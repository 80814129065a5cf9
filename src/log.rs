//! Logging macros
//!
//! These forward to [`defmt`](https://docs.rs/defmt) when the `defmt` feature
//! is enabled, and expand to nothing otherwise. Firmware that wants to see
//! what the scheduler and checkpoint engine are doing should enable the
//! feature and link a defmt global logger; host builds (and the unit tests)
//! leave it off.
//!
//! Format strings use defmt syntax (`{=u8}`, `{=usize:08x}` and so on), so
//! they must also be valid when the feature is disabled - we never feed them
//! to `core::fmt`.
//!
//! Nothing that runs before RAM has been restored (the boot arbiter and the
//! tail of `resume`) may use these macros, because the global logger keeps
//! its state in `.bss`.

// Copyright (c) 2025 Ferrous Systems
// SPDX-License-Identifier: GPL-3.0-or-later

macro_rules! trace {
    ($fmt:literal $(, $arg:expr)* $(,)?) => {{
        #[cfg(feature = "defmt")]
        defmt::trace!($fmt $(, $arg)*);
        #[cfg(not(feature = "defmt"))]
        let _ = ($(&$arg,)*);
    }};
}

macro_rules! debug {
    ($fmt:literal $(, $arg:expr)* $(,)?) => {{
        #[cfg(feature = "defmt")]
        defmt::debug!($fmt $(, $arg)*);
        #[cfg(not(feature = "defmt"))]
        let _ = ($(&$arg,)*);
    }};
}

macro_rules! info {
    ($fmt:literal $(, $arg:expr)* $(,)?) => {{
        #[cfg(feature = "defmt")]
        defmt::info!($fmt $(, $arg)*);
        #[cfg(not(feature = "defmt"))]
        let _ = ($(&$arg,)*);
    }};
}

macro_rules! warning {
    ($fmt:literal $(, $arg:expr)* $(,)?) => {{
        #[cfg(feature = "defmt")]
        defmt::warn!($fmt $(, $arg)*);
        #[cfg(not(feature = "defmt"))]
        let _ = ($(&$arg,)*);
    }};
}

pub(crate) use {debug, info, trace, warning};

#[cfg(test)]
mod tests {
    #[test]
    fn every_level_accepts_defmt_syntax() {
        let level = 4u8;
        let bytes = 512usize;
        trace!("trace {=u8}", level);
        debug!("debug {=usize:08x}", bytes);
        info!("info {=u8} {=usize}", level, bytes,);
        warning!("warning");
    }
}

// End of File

-------

▸ DESCRIPTION OF THE TASK:
Render every record verbatim. Nothing should be left out.

▸ RESPONSE BOX:
repository 80814129065a5cf9
filename src/log.rs
//! Logging macros
//!
//! These forward to [`defmt`](https://docs.rs/defmt) when the `defmt` feature
//! is enabled, and expand to nothing otherwise. Firmware that wants to see
//! what the scheduler and checkpoint engine are doing should enable the
//! feature and link a defmt global logger; host builds (and the unit tests)
//! leave it off.
//!
//! Format strings use defmt syntax (`{=u8}`, `{=usize:08x}` and so on), so
//! they must also be valid when the feature is disabled - we never feed them
//! to `core::fmt`.
//!
//! Nothing that runs before RAM has been restored (the boot arbiter and the
//! tail of `resume`) may use these macros, because the global logger keeps
//! its state in `.bss`.

// Copyright (c) 2025 Ferrous Systems
// SPDX-License-Identifier: GPL-3.0-or-later

macro_rules! trace {
    ($fmt:literal $(, $arg:expr)* $(,)?) => {{
        #[cfg(feature = "defmt")]
        defmt::trace!($fmt $(, $arg)*);
        #[cfg(not(feature = "defmt"))]
        let _ = ($(&$arg,)*);
    }};
}

macro_rules! debug {
    ($fmt:literal $(, $arg:expr)* $(,)?) => {{
        #[cfg(feature = "defmt")]
        defmt::debug!($fmt $(, $arg)*);
        #[cfg(not(feature = "defmt"))]
        let _ = ($(&$arg,)*);
    }};
}

macro_rules! info {
    ($fmt:literal $(, $arg:expr)* $(,)?) => {{
        #[cfg(feature = "defmt")]
        defmt::info!($fmt $(, $arg)*);
        #[cfg(not(feature = "defmt"))]
        let _ = ($(&$arg,)*);
    }};
}

macro_rules! warning {
    ($fmt:literal $(, $arg:expr)* $(,)?) => {{
        #[cfg(feature = "defmt")]
        defmt::warn!($fmt $(, $arg)*);
        #[cfg(not(feature = "defmt"))]
        let _ = ($(&$arg,)*);
    }};
}

pub(crate) use {debug, info, trace, warning};

#[cfg(test)]
mod tests {
    #[test]
    fn every_level_accepts_defmt_syntax() {
        let level = 4u8;
        let bytes = 512usize;
        trace!("trace {=u8}", level);
        debug!("debug {=usize:08x}", bytes);
        info!("info {=u8} {=usize}", level, bytes,);
        warning!("warning");
    }
}

// End of File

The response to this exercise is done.